## RECORDS FOR THE EXERCISE
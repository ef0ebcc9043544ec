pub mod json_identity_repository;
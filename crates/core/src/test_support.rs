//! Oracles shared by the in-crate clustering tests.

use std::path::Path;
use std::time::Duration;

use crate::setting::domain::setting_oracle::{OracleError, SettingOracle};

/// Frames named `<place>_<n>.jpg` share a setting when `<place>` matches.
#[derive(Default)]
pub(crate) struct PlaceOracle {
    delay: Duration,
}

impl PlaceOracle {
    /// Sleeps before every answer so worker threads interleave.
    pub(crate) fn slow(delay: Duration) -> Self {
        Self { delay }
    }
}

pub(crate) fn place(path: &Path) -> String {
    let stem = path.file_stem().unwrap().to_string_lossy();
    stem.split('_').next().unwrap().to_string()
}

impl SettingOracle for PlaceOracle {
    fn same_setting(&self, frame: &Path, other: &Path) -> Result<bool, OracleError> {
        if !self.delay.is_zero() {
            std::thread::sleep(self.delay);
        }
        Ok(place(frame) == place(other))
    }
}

---

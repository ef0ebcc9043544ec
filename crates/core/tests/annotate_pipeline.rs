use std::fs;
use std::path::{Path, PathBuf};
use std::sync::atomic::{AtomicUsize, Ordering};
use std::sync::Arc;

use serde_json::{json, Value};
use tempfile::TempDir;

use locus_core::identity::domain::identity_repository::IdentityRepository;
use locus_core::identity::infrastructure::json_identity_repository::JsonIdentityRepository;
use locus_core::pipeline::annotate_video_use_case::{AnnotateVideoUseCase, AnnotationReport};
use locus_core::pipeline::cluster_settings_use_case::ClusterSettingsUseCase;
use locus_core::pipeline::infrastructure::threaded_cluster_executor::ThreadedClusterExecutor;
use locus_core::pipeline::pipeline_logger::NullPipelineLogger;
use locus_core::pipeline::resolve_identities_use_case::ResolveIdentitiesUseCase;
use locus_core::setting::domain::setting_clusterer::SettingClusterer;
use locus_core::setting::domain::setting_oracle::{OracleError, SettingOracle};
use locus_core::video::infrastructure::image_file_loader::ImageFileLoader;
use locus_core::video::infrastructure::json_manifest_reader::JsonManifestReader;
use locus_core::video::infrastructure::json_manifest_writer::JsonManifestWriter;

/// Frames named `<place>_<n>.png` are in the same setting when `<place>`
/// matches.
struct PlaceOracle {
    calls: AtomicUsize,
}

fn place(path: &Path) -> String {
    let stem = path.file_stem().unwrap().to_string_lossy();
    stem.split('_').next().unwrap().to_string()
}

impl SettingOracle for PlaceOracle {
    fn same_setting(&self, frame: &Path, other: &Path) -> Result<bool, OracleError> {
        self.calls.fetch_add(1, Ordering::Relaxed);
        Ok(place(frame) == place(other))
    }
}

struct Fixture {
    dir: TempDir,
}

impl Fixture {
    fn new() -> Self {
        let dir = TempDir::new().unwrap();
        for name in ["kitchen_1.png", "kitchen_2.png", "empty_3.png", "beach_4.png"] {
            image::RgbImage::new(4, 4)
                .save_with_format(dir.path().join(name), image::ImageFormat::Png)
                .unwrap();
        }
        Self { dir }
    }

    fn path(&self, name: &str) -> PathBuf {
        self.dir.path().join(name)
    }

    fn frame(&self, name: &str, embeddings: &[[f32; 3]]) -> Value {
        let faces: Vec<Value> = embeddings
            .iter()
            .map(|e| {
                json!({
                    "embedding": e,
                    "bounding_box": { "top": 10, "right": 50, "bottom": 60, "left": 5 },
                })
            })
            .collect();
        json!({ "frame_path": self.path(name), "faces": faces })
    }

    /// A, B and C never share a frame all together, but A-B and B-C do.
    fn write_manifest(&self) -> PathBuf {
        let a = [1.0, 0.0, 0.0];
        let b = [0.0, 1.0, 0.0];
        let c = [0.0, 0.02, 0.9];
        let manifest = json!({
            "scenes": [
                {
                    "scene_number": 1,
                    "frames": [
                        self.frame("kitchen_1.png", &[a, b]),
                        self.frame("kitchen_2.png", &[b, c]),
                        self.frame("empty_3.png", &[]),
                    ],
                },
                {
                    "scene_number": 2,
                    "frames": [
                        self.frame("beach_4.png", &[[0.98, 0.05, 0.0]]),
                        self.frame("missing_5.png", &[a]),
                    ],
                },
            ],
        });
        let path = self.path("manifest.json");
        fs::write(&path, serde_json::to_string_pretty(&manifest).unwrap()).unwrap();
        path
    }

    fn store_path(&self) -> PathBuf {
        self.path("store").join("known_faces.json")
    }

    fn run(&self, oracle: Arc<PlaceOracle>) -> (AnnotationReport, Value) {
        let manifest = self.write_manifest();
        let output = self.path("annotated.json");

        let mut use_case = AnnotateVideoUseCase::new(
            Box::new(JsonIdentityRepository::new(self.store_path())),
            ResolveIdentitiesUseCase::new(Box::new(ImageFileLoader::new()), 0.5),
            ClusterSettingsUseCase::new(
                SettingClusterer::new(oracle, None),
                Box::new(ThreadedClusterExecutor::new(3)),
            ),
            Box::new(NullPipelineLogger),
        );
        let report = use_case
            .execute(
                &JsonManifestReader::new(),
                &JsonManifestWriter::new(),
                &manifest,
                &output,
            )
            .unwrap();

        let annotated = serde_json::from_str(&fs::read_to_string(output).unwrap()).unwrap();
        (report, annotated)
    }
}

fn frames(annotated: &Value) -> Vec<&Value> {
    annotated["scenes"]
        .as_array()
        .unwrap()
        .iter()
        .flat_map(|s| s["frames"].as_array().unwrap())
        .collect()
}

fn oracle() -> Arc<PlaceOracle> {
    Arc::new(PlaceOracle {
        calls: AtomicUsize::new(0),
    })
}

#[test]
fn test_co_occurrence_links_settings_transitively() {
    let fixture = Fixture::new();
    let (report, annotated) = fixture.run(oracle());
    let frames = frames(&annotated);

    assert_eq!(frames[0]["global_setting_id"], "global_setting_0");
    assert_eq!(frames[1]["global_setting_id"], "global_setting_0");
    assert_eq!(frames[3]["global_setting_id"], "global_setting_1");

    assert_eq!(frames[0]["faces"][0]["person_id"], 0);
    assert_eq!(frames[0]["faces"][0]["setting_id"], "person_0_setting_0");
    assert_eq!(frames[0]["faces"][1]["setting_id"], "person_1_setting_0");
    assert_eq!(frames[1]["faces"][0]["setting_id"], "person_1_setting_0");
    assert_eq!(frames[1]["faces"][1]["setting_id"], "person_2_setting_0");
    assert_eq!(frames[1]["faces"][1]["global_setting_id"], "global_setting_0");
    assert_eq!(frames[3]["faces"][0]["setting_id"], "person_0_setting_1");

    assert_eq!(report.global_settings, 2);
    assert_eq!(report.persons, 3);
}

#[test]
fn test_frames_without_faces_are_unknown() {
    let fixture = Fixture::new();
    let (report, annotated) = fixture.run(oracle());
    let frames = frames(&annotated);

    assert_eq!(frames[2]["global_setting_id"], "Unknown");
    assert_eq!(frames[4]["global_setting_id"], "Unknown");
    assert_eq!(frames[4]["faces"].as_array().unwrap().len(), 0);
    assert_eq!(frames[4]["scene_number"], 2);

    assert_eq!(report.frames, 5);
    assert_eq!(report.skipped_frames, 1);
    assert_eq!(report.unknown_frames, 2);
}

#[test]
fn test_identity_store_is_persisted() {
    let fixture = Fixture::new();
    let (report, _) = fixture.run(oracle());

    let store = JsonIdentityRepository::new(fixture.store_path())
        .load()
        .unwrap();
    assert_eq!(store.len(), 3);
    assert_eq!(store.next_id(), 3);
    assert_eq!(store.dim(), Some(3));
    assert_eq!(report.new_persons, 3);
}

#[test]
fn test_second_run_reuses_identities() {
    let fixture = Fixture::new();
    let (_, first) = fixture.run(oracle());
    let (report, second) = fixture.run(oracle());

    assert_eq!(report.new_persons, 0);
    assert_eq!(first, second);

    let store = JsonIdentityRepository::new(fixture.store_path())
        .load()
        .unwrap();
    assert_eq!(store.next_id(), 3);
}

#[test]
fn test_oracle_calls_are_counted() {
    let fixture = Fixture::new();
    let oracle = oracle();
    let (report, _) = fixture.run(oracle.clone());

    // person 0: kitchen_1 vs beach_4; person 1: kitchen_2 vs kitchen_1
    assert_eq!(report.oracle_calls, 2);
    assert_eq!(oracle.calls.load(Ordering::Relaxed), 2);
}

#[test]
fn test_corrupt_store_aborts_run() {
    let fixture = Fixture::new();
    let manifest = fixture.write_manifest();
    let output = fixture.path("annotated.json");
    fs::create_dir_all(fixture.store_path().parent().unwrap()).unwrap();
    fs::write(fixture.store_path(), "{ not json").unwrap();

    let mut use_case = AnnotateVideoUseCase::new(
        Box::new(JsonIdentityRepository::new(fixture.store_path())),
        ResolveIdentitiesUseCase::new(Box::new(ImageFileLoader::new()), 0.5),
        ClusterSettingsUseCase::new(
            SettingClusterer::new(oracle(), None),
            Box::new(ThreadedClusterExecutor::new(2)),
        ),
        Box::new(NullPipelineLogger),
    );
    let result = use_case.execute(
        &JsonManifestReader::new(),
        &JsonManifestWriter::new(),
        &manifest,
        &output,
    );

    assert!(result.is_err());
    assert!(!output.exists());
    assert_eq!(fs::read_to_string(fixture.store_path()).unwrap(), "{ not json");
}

## TASK DIRECTIONS
Only lines containing the word "Ordering" matter here: count them in the entries and give the number, nothing else.

## FINISHED TASK
3